Hoboken Mayor Dawn Zimmer, who made national headlines last month when she accused members of Gov. Chris Christie’s administration of threatening to withhold Sandy aid from the city unless she shepherded a development project on private land owned by the Rockefeller Group, is now questioning the forthrightness of the state’s largest public transit entity about a not-very-public agreement it made with Rockefeller to build a new light rail station across from the company’s land.
Last June 21, NJ Transit and Rockefeller, a private development company that owns three blocks of underutilized property near 15th Street in upper Hoboken, inked a deal to cooperate in trying to get city approvals to build a light rail station from 16th to 17th streets, between Clinton and Grand streets. Among other things, Rockefeller would work to get city approval to extend the existing streets in that area to the train tracks.
On Wednesday, Zimmer told the Reporter that NJ Transit, which oversees the Hudson Bergen Light Rail system, had not provided her with the site plan related to the agreement. The city requested the agreement using the state's Open Public Records Act after she found out about it through a New York Times article three weeks ago.
NJ Transit provided the agreement, she said, but not the attached site plan.

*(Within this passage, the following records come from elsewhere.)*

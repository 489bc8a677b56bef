use petgraph::graph::{DiGraph, NodeIndex};
use petgraph::Direction;

use crate::transition::*;

/// A node of the [`Trellis`].
#[derive(Clone, Copy, Debug, PartialEq, Eq, Hash)]
pub enum TrellisNode {
    /// Virtual node preceding the first layer.
    Start,

    /// The `candidate`-th candidate of the `layer`-th layer.
    Candidate { layer: usize, candidate: usize },

    /// Virtual node following the last layer.
    Target,
}

/// The layered decision graph decoded by a [`Solver`].
///
/// Every candidate of a layer is connected to every candidate of the
/// following layer. A virtual start node is connected to the first
/// layer, and the last layer to a virtual target node, so that every
/// path from start to target picks exactly one candidate per layer.
#[derive(Clone, Debug)]
pub struct Trellis {
    pub(crate) graph: DiGraph<TrellisNode, ()>,
    layers: Layers,

    /// Graph nodes of every layer, by local candidate index.
    nodes: Vec<Vec<NodeIndex>>,

    start: NodeIndex,
    target: NodeIndex,
}

impl Trellis {
    pub fn new(layers: Layers) -> Self {
        let mut graph = DiGraph::with_capacity(
            layers.iter().map(|layer| layer.candidates.len()).sum::<usize>() + 2,
            0,
        );

        let start = graph.add_node(TrellisNode::Start);
        let nodes = layers
            .iter()
            .enumerate()
            .map(|(layer, entries)| {
                (0..entries.candidates.len())
                    .map(|candidate| graph.add_node(TrellisNode::Candidate { layer, candidate }))
                    .collect::<Vec<_>>()
            })
            .collect::<Vec<_>>();
        let target = graph.add_node(TrellisNode::Target);

        let mut trellis = Self {
            graph,
            layers,
            nodes,
            start,
            target,
        };

        trellis.weave();
        trellis.attach_ends();
        trellis
    }

    /// Binds the first and last layers to the virtual start and target.
    ///
    /// ```text
    ///                   Layer     Layer
    ///                     0         N
    ///
    ///               __/---+   ...   +---\__
    ///              /                       \
    ///    START    +-------+   ...   +-------+  TARGET
    ///              \                       /
    ///               ‾‾\---+   ...   +---/‾‾
    /// ```
    ///
    /// Without any layer, start is bound to target directly.
    fn attach_ends(&mut self) {
        let (start, target) = (self.start, self.target);

        match (self.nodes.first(), self.nodes.last()) {
            (Some(first), Some(last)) => {
                for node in first {
                    self.graph.add_edge(start, *node, ());
                }
                for node in last {
                    self.graph.add_edge(*node, target, ());
                }
            }
            _ => {
                self.graph.add_edge(start, target, ());
            }
        }
    }

    /// Fully connects every pair of consecutive layers.
    fn weave(&mut self) {
        for pair in self.nodes.windows(2) {
            if let [source, target] = pair {
                for a in source {
                    for b in target {
                        self.graph.add_edge(*a, *b, ());
                    }
                }
            }
        }
    }

    pub fn start(&self) -> NodeIndex {
        self.start
    }

    pub fn target(&self) -> NodeIndex {
        self.target
    }

    pub fn layers(&self) -> &Layers {
        &self.layers
    }

    /// The graph nodes of `layer`, by local candidate index.
    pub fn layer_nodes(&self, layer: usize) -> &[NodeIndex] {
        self.nodes.get(layer).map(Vec::as_slice).unwrap_or(&[])
    }

    pub fn node(&self, index: NodeIndex) -> Option<TrellisNode> {
        self.graph.node_weight(index).copied()
    }

    pub fn node_count(&self) -> usize {
        self.graph.node_count()
    }

    /// The candidate behind a graph node, `None` for start and target.
    pub fn candidate(&self, index: NodeIndex) -> Option<&Candidate> {
        match self.node(index)? {
            TrellisNode::Candidate { layer, candidate } => {
                self.layers.get(layer)?.candidates.get(candidate)
            }
            _ => None,
        }
    }

    /// The nodes with an edge into `index`, in ascending node order.
    ///
    /// Nodes of a layer are added in local candidate order, so this is
    /// also ascending local candidate order.
    pub fn predecessors(&self, index: NodeIndex) -> Vec<NodeIndex> {
        let mut predecessors = self
            .graph
            .neighbors_directed(index, Direction::Incoming)
            .collect::<Vec<_>>();
        predecessors.sort();
        predecessors
    }

    /// Whether there is nothing to decode.
    pub fn is_degenerate(&self) -> bool {
        self.layers.is_empty()
    }
}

The agreement refers to a site plan as “Exhibit A.”
The light rail matter broke in the Times after Zimmer accused Gov. Chris Christie’s top officials of having pressured her last spring to help move along a proposal by Rockefeller to develop a large commercial tower on their property. Rockefeller’s private lobbyist was a close Christie friend and director at the Port Authority.
Zimmer accused one official of telling her that the city would only get more Hurricane Sandy funding if she helped with the development approvals, in essence suggesting a quid pro quo between a private project and public funds. Zimmer has since been interviewed by the U.S. Attorney’s office about the matter.

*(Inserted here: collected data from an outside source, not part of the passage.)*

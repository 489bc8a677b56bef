//! Synthetic networks on the equator, positioned in meters from `(0, 0)`.
#![allow(dead_code)]

use roadmatch::{Directionality, EdgeRecord, NetworkDescription, RoadNetwork};

const EARTH_RADIUS: f64 = 6_371_008.8;

/// `(lon, lat)` of a position `x` meters east and `y` meters north of the origin.
pub fn at(x: f64, y: f64) -> (f64, f64) {
    (x.to_degrees() / EARTH_RADIUS, y.to_degrees() / EARTH_RADIUS)
}

/// A single undirected road, edge `42`, from `(0, 0)` to `(400, 0)`.
pub fn road() -> RoadNetwork {
    let (a, b) = (at(0.0, 0.0), at(400.0, 0.0));
    let description = NetworkDescription::default()
        .node(1, a.0, a.1)
        .node(2, b.0, b.1)
        .edge(
            EdgeRecord::new(42, 1, 2)
                .with_way(4200)
                .with_tag("highway", "secondary"),
        );

    RoadNetwork::new(description, Directionality::Undirected).expect("fixture must build")
}

/// One-way roads crossing at the origin, each split at the crossing.
///
/// Edge `1` runs west to the crossing, `2` on to the east, `3` from
/// the south to the crossing and `4` on to the north. Arms are 200m.
pub fn crossing() -> RoadNetwork {
    let description = [
        (1, 0.0, 0.0),
        (2, -200.0, 0.0),
        (3, 200.0, 0.0),
        (4, 0.0, -200.0),
        (5, 0.0, 200.0),
    ]
    .into_iter()
    .fold(NetworkDescription::default(), |description, (id, x, y)| {
        let (lon, lat) = at(x, y);
        description.node(id, lon, lat)
    })
    .edge(EdgeRecord::new(1, 2, 1))
    .edge(EdgeRecord::new(2, 1, 3))
    .edge(EdgeRecord::new(3, 4, 1))
    .edge(EdgeRecord::new(4, 1, 5));

    RoadNetwork::new(description, Directionality::Directed).expect("fixture must build")
}

/// Id of the edge from grid position `(row, column)` eastward.
pub fn horizontal(size: u64, row: u64, column: u64) -> u64 {
    1_000 + row * size + column
}

/// Id of the edge from grid position `(row, column)` northward.
pub fn vertical(size: u64, row: u64, column: u64) -> u64 {
    2_000 + row * size + column
}

/// An undirected `size` by `size` grid of nodes, `spacing` meters apart.
pub fn grid(size: u64, spacing: f64) -> RoadNetwork {
    let node = |row: u64, column: u64| row * size + column + 1;
    let mut description = NetworkDescription::default();

    for row in 0..size {
        for column in 0..size {
            let (lon, lat) = at(column as f64 * spacing, row as f64 * spacing);
            description = description.node(node(row, column), lon, lat);

            if column + 1 < size {
                description = description.edge(EdgeRecord::new(
                    horizontal(size, row, column),
                    node(row, column),
                    node(row, column + 1),
                ));
            }

            if row + 1 < size {
                description = description.edge(EdgeRecord::new(
                    vertical(size, row, column),
                    node(row, column),
                    node(row + 1, column),
                ));
            }
        }
    }

    RoadNetwork::new(description, Directionality::Undirected).expect("fixture must build")
}
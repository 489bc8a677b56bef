use rustc_hash::FxHashMap;
use smallvec::SmallVec;
use std::collections::hash_map::Entry;

use crate::network::{NetworkView, NodeIx};
use crate::route::Dijkstra;

/// Network distances from a single node, explored up to `bound` meters.
#[derive(Debug)]
pub struct Reach {
    pub bound: f64,
    pub distances: FxHashMap<NodeIx, f64>,
}

/// A read-through cache of upper-bounded Dijkstra explorations,
/// keyed by their starting node.
///
/// Consecutive layers of a trellis share most of their candidate
/// edges, so the same exit nodes are routed from many times within
/// one decode. An entry is only recalculated when a query asks for
/// a larger bound than the one it was explored with.
#[derive(Debug, Default)]
pub struct ReachCache {
    map: FxHashMap<NodeIx, Reach>,
}

impl ReachCache {
    pub fn query(&mut self, view: &NetworkView, node: NodeIx, bound: f64) -> &Reach {
        match self.map.entry(node) {
            Entry::Occupied(mut entry) => {
                if entry.get().bound < bound {
                    entry.insert(Self::calculate(view, node, bound));
                }
                entry.into_mut()
            }
            Entry::Vacant(entry) => entry.insert(Self::calculate(view, node, bound)),
        }
    }

    pub fn len(&self) -> usize {
        self.map.len()
    }

    pub fn is_empty(&self) -> bool {
        self.map.is_empty()
    }

    fn calculate(view: &NetworkView, node: NodeIx, bound: f64) -> Reach {
        let network = view.network();

        let successors = |node: &NodeIx| {
            network
                .successors(*node)
                .filter(|(_, edge, _)| view.contains(*edge))
                .map(|(next, _, length)| (next, length))
                .collect::<SmallVec<[(NodeIx, f64); 4]>>()
        };

        let distances = Dijkstra
            .reach(&node, successors)
            .take_while(|item| item.total_cost <= bound)
            .map(|item| (item.node, item.total_cost))
            .collect::<FxHashMap<_, _>>();

        Reach { bound, distances }
    }
}
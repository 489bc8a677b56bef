use crate::config::DEFAULT_TRANSITION_BETA;
use crate::transition::*;

pub trait TransitionStrategy: for<'a> Strategy<TransitionContext<'a>> {}
impl<T> TransitionStrategy for T where T: for<'a> Strategy<TransitionContext<'a>> {}

#[derive(Clone, Copy, Debug)]
pub struct TransitionContext<'a> {
    /// The candidate being left, in the earlier layer.
    pub source_candidate: &'a Candidate,

    /// The candidate being entered, in the following layer.
    pub target_candidate: &'a Candidate,

    /// Great-circle distance (in meters) between the two observations
    /// the candidates belong to.
    pub great_circle_distance: f64,

    /// Shortest distance (in meters) between the two candidates along the network.
    ///
    /// When the target cannot be reached within the route bound, this
    /// is the bound itself.
    pub network_distance: f64,

    /// Whether a route was found within the route bound.
    pub reachable: bool,
}

impl TransitionContext<'_> {
    /// The absolute difference between the routed and the straight-line distance.
    pub fn discrepancy(&self) -> f64 {
        (self.network_distance - self.great_circle_distance).abs()
    }
}

/// Exponentially distributed distance discrepancy.
///
/// ```math
/// transition(Δ) = ln(1 / β) - Δ / β
/// ```
#[derive(Clone, Copy, Debug)]
pub struct ExponentialTransition {
    beta: f64,
    normaliser: f64,
}

impl ExponentialTransition {
    pub fn new(beta: f64) -> Self {
        Self {
            beta,
            normaliser: -beta.ln(),
        }
    }

    pub fn beta(&self) -> f64 {
        self.beta
    }
}

impl Default for ExponentialTransition {
    fn default() -> Self {
        Self::new(DEFAULT_TRANSITION_BETA)
    }
}

impl<'a> Strategy<TransitionContext<'a>> for ExponentialTransition {
    #[inline]
    fn calculate(&self, context: TransitionContext<'a>) -> f64 {
        self.normaliser - context.discrepancy() / self.beta
    }
}
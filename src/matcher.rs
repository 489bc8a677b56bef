//! The entry point of a match: validates the trajectory, clips the
//! network around it, indexes the clipped edges, then decodes.
//!
//! ```rust
//! use roadmatch::{Directionality, EdgeRecord, MatchConfig, Matcher, NetworkDescription, RoadNetwork};
//!
//! let description = NetworkDescription::default()
//!     .node(1, 0.0, 0.0)
//!     .node(2, 0.002, 0.0)
//!     .edge(EdgeRecord::new(7, 1, 2));
//! let network = RoadNetwork::new(description, Directionality::Undirected)?;
//!
//! let matcher = Matcher::new(&network, MatchConfig::default())?;
//! let output = matcher.match_trajectory(&[(0.0005, 0.0001), (0.0012, -0.0001)])?;
//!
//! assert!(output.results.iter().all(|result| result.is_matched()));
//! # Ok::<(), Box<dyn std::error::Error>>(())
//! ```

use geo::LineString;
use log::{debug, info, log_enabled, warn, Level as LogLevel};
use measure_time::debug_time;
use rayon::prelude::*;
use wkt::ToWkt;
#[cfg(feature = "tracing")]
use tracing::Level;

use crate::config::MatchConfig;
use crate::error::{InputError, MatchError};
use crate::index::SpatialIndex;
use crate::network::densify::densify;
use crate::network::{Bounds, RoadNetwork};
use crate::transition::*;

/// How a trajectory came to its results.
#[derive(Clone, Copy, Debug, PartialEq, Eq, strum::Display)]
pub enum Outcome {
    /// The trellis was decoded. Individual observations may still be unmatched.
    Matched,

    /// No edge of the network lies near the trajectory.
    NoGraphCoverage,

    /// Edges lie near the trajectory, but no observation has a candidate.
    DecodeDegenerate,
}

/// The results of matching a trajectory, one per observation.
#[derive(Clone, Debug, PartialEq)]
pub struct MatchOutput {
    pub results: Vec<MatchResult>,
    pub outcome: Outcome,
}

impl MatchOutput {
    fn unmatched(observations: &[Observation], outcome: Outcome) -> Self {
        let results = observations
            .iter()
            .map(|observation| MatchResult::Unmatched {
                observation: *observation,
            })
            .collect();

        MatchOutput { results, outcome }
    }

    pub fn matched(&self) -> usize {
        self.results.iter().filter(|result| result.is_matched()).count()
    }

    pub fn records(&self) -> Vec<MatchRecord> {
        self.results.iter().map(MatchResult::record).collect()
    }
}

/// Matches trajectories onto a shared, read-only [`RoadNetwork`].
///
/// Each call clips and indexes the network afresh, so a single
/// matcher may be used from many threads at once.
#[derive(Debug)]
pub struct Matcher<'a, E = GaussianEmission, T = ExponentialTransition>
where
    E: EmissionStrategy,
    T: TransitionStrategy,
{
    network: &'a RoadNetwork,
    config: MatchConfig,
    heuristics: CostingStrategies<E, T>,
}

impl<'a> Matcher<'a> {
    /// A matcher scoring with the default strategies, parameterised by `config`.
    pub fn new(network: &'a RoadNetwork, config: MatchConfig) -> Result<Self, MatchError> {
        config.validate()?;

        Ok(Matcher {
            network,
            heuristics: CostingStrategies::from_config(&config),
            config,
        })
    }
}

impl<'a, E, T> Matcher<'a, E, T>
where
    E: EmissionStrategy + Send + Sync,
    T: TransitionStrategy + Send + Sync,
{
    /// Replaces the scoring strategies.
    pub fn with_costing<F, U>(self, heuristics: CostingStrategies<F, U>) -> Matcher<'a, F, U>
    where
        F: EmissionStrategy,
        U: TransitionStrategy,
    {
        Matcher {
            network: self.network,
            config: self.config,
            heuristics,
        }
    }

    pub fn config(&self) -> &MatchConfig {
        &self.config
    }

    pub fn network(&self) -> &'a RoadNetwork {
        self.network
    }

    /// Matches a trajectory of `(lon, lat)` pairs, in degrees.
    ///
    /// Fails only when the trajectory itself is malformed. Observations
    /// which cannot be matched are reported as unmatched, in place.
    #[cfg_attr(feature = "tracing", tracing::instrument(level = Level::INFO, skip_all))]
    pub fn match_trajectory(&self, trajectory: &[(f64, f64)]) -> Result<MatchOutput, MatchError> {
        debug_time!("Matcher::match_trajectory");

        let observations = Observation::sequence(trajectory)?;
        if log_enabled!(LogLevel::Debug) {
            let line = observations
                .iter()
                .map(|observation| observation.position)
                .collect::<LineString>();
            debug!("Matching trajectory {}", line.wkt_string());
        }

        let bounds = Bounds::around(observations.iter().map(|observation| &observation.position))
            .ok_or(InputError::EmptyTrajectory)?
            .enlarge(self.config.enlarge_distance_meters);

        let view = self.network.clip(&bounds);
        if view.is_empty() {
            warn!(
                "No edges within {}m of the trajectory's {} observations",
                self.config.enlarge_distance_meters,
                observations.len()
            );
            return Ok(MatchOutput::unmatched(&observations, Outcome::NoGraphCoverage));
        }

        let index = SpatialIndex::new(densify(
            &view,
            self.config.reference_point_spacing_meters,
        ));

        let transition = Transition::new(
            &view,
            &index,
            observations,
            &self.heuristics,
            &self.config,
        );

        if transition.is_degenerate() {
            warn!(
                "None of the {} observations lie within {}m of the network",
                transition.observations().len(),
                self.config.candidate_search_radius_meters
            );
            return Ok(MatchOutput::unmatched(
                transition.observations(),
                Outcome::DecodeDegenerate,
            ));
        }

        let results = transition.results(ViterbiDecoder::from_config(&self.config));
        Ok(MatchOutput {
            results,
            outcome: Outcome::Matched,
        })
    }

    /// Matches independent trajectories in parallel.
    ///
    /// Results are in the order of `trips`, and a malformed trip only
    /// fails its own entry.
    pub fn match_trips<Trip>(&self, trips: &[Trip]) -> Vec<Result<MatchOutput, MatchError>>
    where
        Trip: AsRef<[(f64, f64)]> + Sync,
    {
        debug_time!("Matcher::match_trips");

        let outputs = trips
            .par_iter()
            .map(|trip| self.match_trajectory(trip.as_ref()))
            .collect::<Vec<_>>();

        let failed = outputs.iter().filter(|output| output.is_err()).count();
        info!("Matched {} trips, {failed} failed", outputs.len());

        outputs
    }
}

Apparently, Christie officials were not the only ones who allegedly wanted to help Rockefeller find success with their lucrative development. NJ Transit was in discussions with Rockefeller about the idea of a train station cattycorner to their proposed building. (The station, however, might also be the next logical transit stop in succession, as the light rail already stops at Second and Ninth streets.)
“They’re still not giving up all of the documents related to this agreement,” Zimmer said. “All we’ve got is the memorandum of understanding; not the site plan.”
Zimmer said that a NJ Transit official told her that the site plan could not be located. She also said that her next move will be to ask the Rockefeller Group, a private entity not under the jurisdiction of OPRA law, for the same documents. Zimmer said recently that despite her allegations against the Christie administration, she hopes to include the Group in any plans to redevelop the northwest section of town.
“I can’t OPRA the documents from them, but I’m hoping they’ll be forthcoming,” she said.
Bill Smith, a spokesman for NJ Transit, declined to comment about the mayor’s OPRA request.
NJ Transit has, for several years, been in discussions with the city about another project – a proposed mixed-use development on the opposite end of town, on NJ Transit property along the city’s southern border. The agency once wanted to build a 70-story tower there, but has been pushed by a development-wary City Hall to find ways to scale down its plans.